LAUSR

Based on the contribution of the endocannabinoid system to the pathophysiology of schizophrenia, the primary pro‐psychotic ingredient of Cannabis sativa, Δ‐9‐tetrahydrocannabinol (Δ‐9‐THC), is used in preclinical as well as clinical research to mimic schizophrenia‐like symptoms. While it is common to administer lipid‐based formulations of Δ‐9‐THC in human studies orally, intraperitoneal injections of water‐based solutions are used in animal models. Because of the poor water solubility of Δ‐9‐THC, solubilizers such as ethanol and/or emulsifiers are needed for these preparations.

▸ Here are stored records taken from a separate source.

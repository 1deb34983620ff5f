//! Session lifecycle management.
//!
//! [`SessionManager`] owns the access token, its expiry, and the user
//! profile, persists them through a [`StateStore`], and coordinates token
//! refresh so that concurrent callers share a single network attempt.
//!
//! # Refresh coordination
//!
//! `refresh()` is single-flight: an async gate serializes attempts, and a
//! generation counter lets callers that waited on the gate detect that a
//! refresh (or a clear) settled in the meantime and adopt its outcome
//! instead of issuing a second network call. Refresh failures are terminal
//! for the session; the state is cleared and every waiting caller gets
//! `None` together.
//!
//! The manager talks to the two auth endpoints (`/auth/refresh`,
//! `/auth/logout`) with its own HTTP client; everything else goes through
//! the request pipeline, which depends on this type and calls back into
//! `refresh()` when it hits an expired or rejected credential.

use chrono::{DateTime, Duration, Utc};
use parking_lot::{Mutex, RwLock};
use std::sync::Arc;
use std::sync::atomic::{AtomicU64, Ordering};
use tokio::task::JoinHandle;

use crate::config::ClientConfig;
use crate::envelope::ApiEnvelope;
use crate::session::{AuthData, Secret, UserProfile};
use crate::store::StateStore;

const TOKEN_KEY: &str = "vellum/session/access_token";
const EXPIRY_KEY: &str = "vellum/session/expires_at";
const USER_KEY: &str = "vellum/session/user";

/// Tokens within this margin of expiry are refreshed proactively.
const DEFAULT_REFRESH_MARGIN_SECS: i64 = 5 * 60;

#[derive(Default)]
struct SessionState {
    token: Option<Secret>,
    expires_at: Option<DateTime<Utc>>,
    user: Option<UserProfile>,
}

struct SessionInner {
    http: reqwest::Client,
    api_base_url: String,
    timeout: std::time::Duration,
    store: Arc<dyn StateStore>,
    state: RwLock<SessionState>,
    refresh_gate: tokio::sync::Mutex<()>,
    refresh_generation: AtomicU64,
    refresh_timer: Mutex<Option<JoinHandle<()>>>,
    refresh_margin: Duration,
}

/// Owner of the process-wide session state.
///
/// Constructed once at startup and cloned into whoever needs it (clones
/// share the same state); never a module-level global.
#[derive(Clone)]
pub struct SessionManager {
    inner: Arc<SessionInner>,
}

impl SessionManager {
    pub fn new(config: &ClientConfig, store: Arc<dyn StateStore>) -> Self {
        Self::with_refresh_margin(config, store, Duration::seconds(DEFAULT_REFRESH_MARGIN_SECS))
    }

    /// Create a manager with a custom proactive-refresh margin (the
    /// default is five minutes).
    pub fn with_refresh_margin(
        config: &ClientConfig,
        store: Arc<dyn StateStore>,
        refresh_margin: Duration,
    ) -> Self {
        Self {
            inner: Arc::new(SessionInner {
                http: reqwest::Client::new(),
                api_base_url: config.api_base_url.trim_end_matches('/').to_string(),
                timeout: config.timeout(),
                store,
                state: RwLock::new(SessionState::default()),
                refresh_gate: tokio::sync::Mutex::new(()),
                refresh_generation: AtomicU64::new(0),
                refresh_timer: Mutex::new(None),
                refresh_margin,
            }),
        }
    }

    /// The current token, regardless of expiry.
    pub fn token(&self) -> Option<Secret> {
        self.inner.state.read().token.clone()
    }

    /// The last-known authenticated user profile.
    pub fn user(&self) -> Option<UserProfile> {
        self.inner.state.read().user.clone()
    }

    /// Whether the credential is past its expiry. An absent expiry counts
    /// as already expired.
    pub fn is_expired(&self) -> bool {
        match self.inner.state.read().expires_at {
            Some(expires_at) => Utc::now() > expires_at,
            None => true,
        }
    }

    /// A token is held and not expired.
    pub fn is_valid(&self) -> bool {
        self.inner.state.read().token.is_some() && !self.is_expired()
    }

    /// Alias for [`is_valid`](Self::is_valid); reads better at call sites
    /// asking an authentication question.
    pub fn is_logged_in(&self) -> bool {
        self.is_valid()
    }

    /// Remaining credential lifetime, floored at zero.
    pub fn remaining(&self) -> Duration {
        match self.inner.state.read().expires_at {
            Some(expires_at) => std::cmp::max(expires_at - Utc::now(), Duration::zero()),
            None => Duration::zero(),
        }
    }

    /// Store a token with its lifetime and persist both.
    pub async fn set_token(&self, token: &str, expires_in: Duration) {
        let expires_at = Utc::now() + expires_in;
        {
            let mut state = self.inner.state.write();
            state.token = Some(Secret::new(token));
            state.expires_at = Some(expires_at);
        }
        self.persist(TOKEN_KEY, token).await;
        self.persist(EXPIRY_KEY, &expires_at.timestamp().to_string())
            .await;
    }

    /// Store and persist the user profile.
    pub async fn set_user(&self, user: UserProfile) {
        let serialized = serde_json::to_string(&user).ok();
        self.inner.state.write().user = Some(user);
        if let Some(json) = serialized {
            self.persist(USER_KEY, &json).await;
        }
    }

    /// Store a token and schedule exactly one deferred refresh at
    /// `max(expires_in - margin, 0)` from now.
    ///
    /// The scheduled task is tracked and cancelled by [`clear`](Self::clear),
    /// so a logout never leaves a stray refresh behind.
    pub async fn set_token_with_auto_refresh(&self, token: &str, expires_in: Duration) {
        self.set_token(token, expires_in).await;

        let delay = std::cmp::max(expires_in - self.inner.refresh_margin, Duration::zero())
            .to_std()
            .unwrap_or_default();
        let manager = self.clone();
        let handle = tokio::spawn(async move {
            tokio::time::sleep(delay).await;
            if manager.refresh().await.is_none() {
                tracing::warn!("scheduled token refresh failed");
            }
        });
        if let Some(previous) = self.inner.refresh_timer.lock().replace(handle) {
            previous.abort();
        }
    }

    /// Refresh the access token, collapsing concurrent attempts.
    ///
    /// Returns the fresh token on success. On failure the session is
    /// cleared and every caller of the collapsed attempt receives `None`.
    pub async fn refresh(&self) -> Option<Secret> {
        let observed = self.inner.refresh_generation.load(Ordering::Acquire);
        let _gate = self.inner.refresh_gate.lock().await;

        // A refresh or clear settled while we waited for the gate; adopt
        // its outcome instead of issuing another network call.
        if self.inner.refresh_generation.load(Ordering::Acquire) != observed {
            return self.valid_token();
        }

        let current = self.token()?;

        match self.request_refresh(&current).await {
            Ok(data) => {
                self.inner.refresh_generation.fetch_add(1, Ordering::AcqRel);
                self.set_token(&data.access_token, Duration::seconds(data.expires_in))
                    .await;
                if let Some(user) = data.user {
                    self.set_user(user).await;
                }
                tracing::info!("access token refreshed");
                self.token()
            }
            Err(message) => {
                tracing::warn!(%message, "token refresh failed, clearing session");
                self.inner.refresh_generation.fetch_add(1, Ordering::AcqRel);
                self.clear().await;
                None
            }
        }
    }

    /// Short-circuit to the current token while its remaining lifetime
    /// exceeds the margin; otherwise refresh.
    pub async fn auto_refresh(&self) -> Option<Secret> {
        if self.remaining() > self.inner.refresh_margin {
            return self.token();
        }
        self.refresh().await
    }

    /// Wipe in-memory and persisted session state, cancel any scheduled
    /// refresh, and best-effort tell the backend to invalidate the
    /// server-side refresh credential.
    pub async fn clear(&self) {
        if let Some(timer) = self.inner.refresh_timer.lock().take() {
            timer.abort();
        }

        let token = {
            let mut state = self.inner.state.write();
            state.expires_at = None;
            state.user = None;
            state.token.take()
        };
        self.inner.refresh_generation.fetch_add(1, Ordering::AcqRel);

        for key in [TOKEN_KEY, EXPIRY_KEY, USER_KEY] {
            if let Err(e) = self.inner.store.delete(key).await {
                tracing::warn!(key, "failed to delete persisted session state: {e}");
            }
        }

        // The refresh credential lives in an HTTP-only cookie; only the
        // server can drop it. Local clearing stands even when this fails.
        let url = format!("{}/auth/logout", self.inner.api_base_url);
        let mut request = self.inner.http.post(&url).timeout(self.inner.timeout);
        if let Some(token) = &token {
            request = request.bearer_auth(token.expose());
        }
        match request.send().await {
            Ok(_) => tracing::debug!("server-side refresh credential invalidated"),
            Err(e) => tracing::debug!("logout notification failed: {e}"),
        }
    }

    /// Restore persisted session state at startup.
    ///
    /// An expired-but-present token triggers a background refresh; its
    /// failure path clears the session.
    pub async fn initialize(&self) {
        let token = self.load(TOKEN_KEY).await;
        let expires_at = self
            .load(EXPIRY_KEY)
            .await
            .and_then(|raw| raw.parse::<i64>().ok())
            .and_then(|ts| DateTime::from_timestamp(ts, 0));
        let user = self.load(USER_KEY).await.and_then(|raw| {
            serde_json::from_str::<UserProfile>(&raw)
                .map_err(|e| tracing::warn!("persisted user profile is corrupt ({e}), ignoring"))
                .ok()
        });

        {
            let mut state = self.inner.state.write();
            state.token = token.map(Secret::new);
            state.expires_at = expires_at;
            state.user = user;
        }

        if self.token().is_some() && self.is_expired() {
            tracing::info!("persisted token is expired, refreshing in the background");
            let manager = self.clone();
            tokio::spawn(async move {
                if manager.refresh().await.is_none() {
                    tracing::warn!("token refresh on startup failed, session cleared");
                }
            });
        }
    }

    fn valid_token(&self) -> Option<Secret> {
        if self.is_valid() { self.token() } else { None }
    }

    async fn request_refresh(&self, token: &Secret) -> Result<AuthData, String> {
        let url = format!("{}/auth/refresh", self.inner.api_base_url);
        let response = self
            .inner
            .http
            .post(&url)
            .timeout(self.inner.timeout)
            .bearer_auth(token.expose())
            .send()
            .await
            .map_err(|e| format!("network error: {e}"))?;

        let status = response.status();
        if !status.is_success() {
            return Err(format!("refresh rejected with status {status}"));
        }

        let envelope: ApiEnvelope<AuthData> = response
            .json()
            .await
            .map_err(|e| format!("invalid refresh response: {e}"))?;
        envelope
            .into_result()
            .map_err(|f| f.to_string())?
            .ok_or_else(|| "refresh response missing payload".to_string())
    }

    async fn persist(&self, key: &str, value: &str) {
        if let Err(e) = self.inner.store.set(key, value).await {
            tracing::warn!(key, "failed to persist session state: {e}");
        }
    }

    async fn load(&self, key: &str) -> Option<String> {
        match self.inner.store.get(key).await {
            Ok(value) => value,
            Err(e) => {
                tracing::warn!(key, "failed to load persisted session state: {e}");
                None
            }
        }
    }
}

impl std::fmt::Debug for SessionManager {
    fn fmt(&self, f: &mut std::fmt::Formatter<'_>) -> std::fmt::Result {
        f.debug_struct("SessionManager")
            .field("logged_in", &self.is_logged_in())
            .finish()
    }
}

#[cfg(test)]
mod tests {
    use super::*;
    use crate::store::MemoryStore;

    fn manager() -> SessionManager {
        let config = ClientConfig {
            // Nothing should talk to this in unit tests.
            api_base_url: "http://127.0.0.1:9".to_string(),
            ..ClientConfig::default()
        };
        SessionManager::new(&config, Arc::new(MemoryStore::new()))
    }

    #[tokio::test]
    async fn test_no_token_means_expired_and_logged_out() {
        let manager = manager();
        assert!(manager.is_expired());
        assert!(!manager.is_logged_in());
        assert_eq!(manager.remaining(), Duration::zero());
    }

    #[tokio::test]
    async fn test_set_token_makes_session_valid() {
        let manager = manager();
        manager.set_token("tok", Duration::hours(1)).await;

        assert!(manager.is_logged_in());
        assert!(!manager.is_expired());
        assert!(manager.remaining() > Duration::minutes(59));
        assert_eq!(manager.token().unwrap().expose(), "tok");
    }

    #[tokio::test]
    async fn test_negative_lifetime_is_expired() {
        let manager = manager();
        manager.set_token("tok", Duration::seconds(-10)).await;

        assert!(manager.is_expired());
        assert!(!manager.is_valid());
        assert_eq!(manager.remaining(), Duration::zero());
    }

    #[tokio::test]
    async fn test_auto_refresh_short_circuits_outside_margin() {
        let manager = manager();
        // Over the five-minute margin: no refresh, current token back.
        manager.set_token("tok", Duration::minutes(6)).await;

        let token = manager.auto_refresh().await;
        assert_eq!(token.unwrap().expose(), "tok");
    }

    #[tokio::test]
    async fn test_refresh_without_token_returns_none() {
        let manager = manager();
        assert!(manager.refresh().await.is_none());
    }

    #[tokio::test]
    async fn test_clear_wipes_persisted_state() {
        let store = Arc::new(MemoryStore::new());
        let config = ClientConfig {
            api_base_url: "http://127.0.0.1:9".to_string(),
            ..ClientConfig::default()
        };
        let manager = SessionManager::new(&config, store.clone());

        manager.set_token("tok", Duration::hours(1)).await;
        assert!(store.get(TOKEN_KEY).await.unwrap().is_some());

        manager.clear().await;
        assert!(manager.token().is_none());
        assert!(store.get(TOKEN_KEY).await.unwrap().is_none());
        assert!(store.get(EXPIRY_KEY).await.unwrap().is_none());
    }

    #[tokio::test]
    async fn test_clones_share_state() {
        let manager = manager();
        let other = manager.clone();

        manager.set_token("shared", Duration::hours(1)).await;
        assert_eq!(other.token().unwrap().expose(), "shared");
    }
}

In order to test whether a lipid‐based solvent would be superior over a water‐based vehicle in rats, we compared the effects on locomotor activity and prepulse inhibition (PPI) of the acoustic startle reaction, as well as pharmacokinetic data obtained from rats' serum and brain tissue samples. Up to 50 mg/kg Δ‐9‐THC in the lipid‐based formulation was not able to induce any behavioral alterations, while already 5 mg/kg of the water‐based Δ‐9‐THC preparation significantly reduced locomotor activity. This also induced a small but significant PPI reduction, which was prepulse intensity dependent. Interestingly, the reflexive motor response to the startle stimulus was not affected by the water‐based Δ‐9‐THC solution. Analysis of serum and brain Δ‐9‐THC levels by high‐performance liquid chromatography/mass spectrometry revealed that although the final concentration reached in the brain was comparable for both pharmaceutical preparations, the water‐based formulation achieved a faster kinetic. We, therefore, conclude that the slope of the Δ‐9‐THC concentration‐time curve and the resulting cannabinoid receptor type 1 activation per time unit are responsible for the induction of behavioral alterations.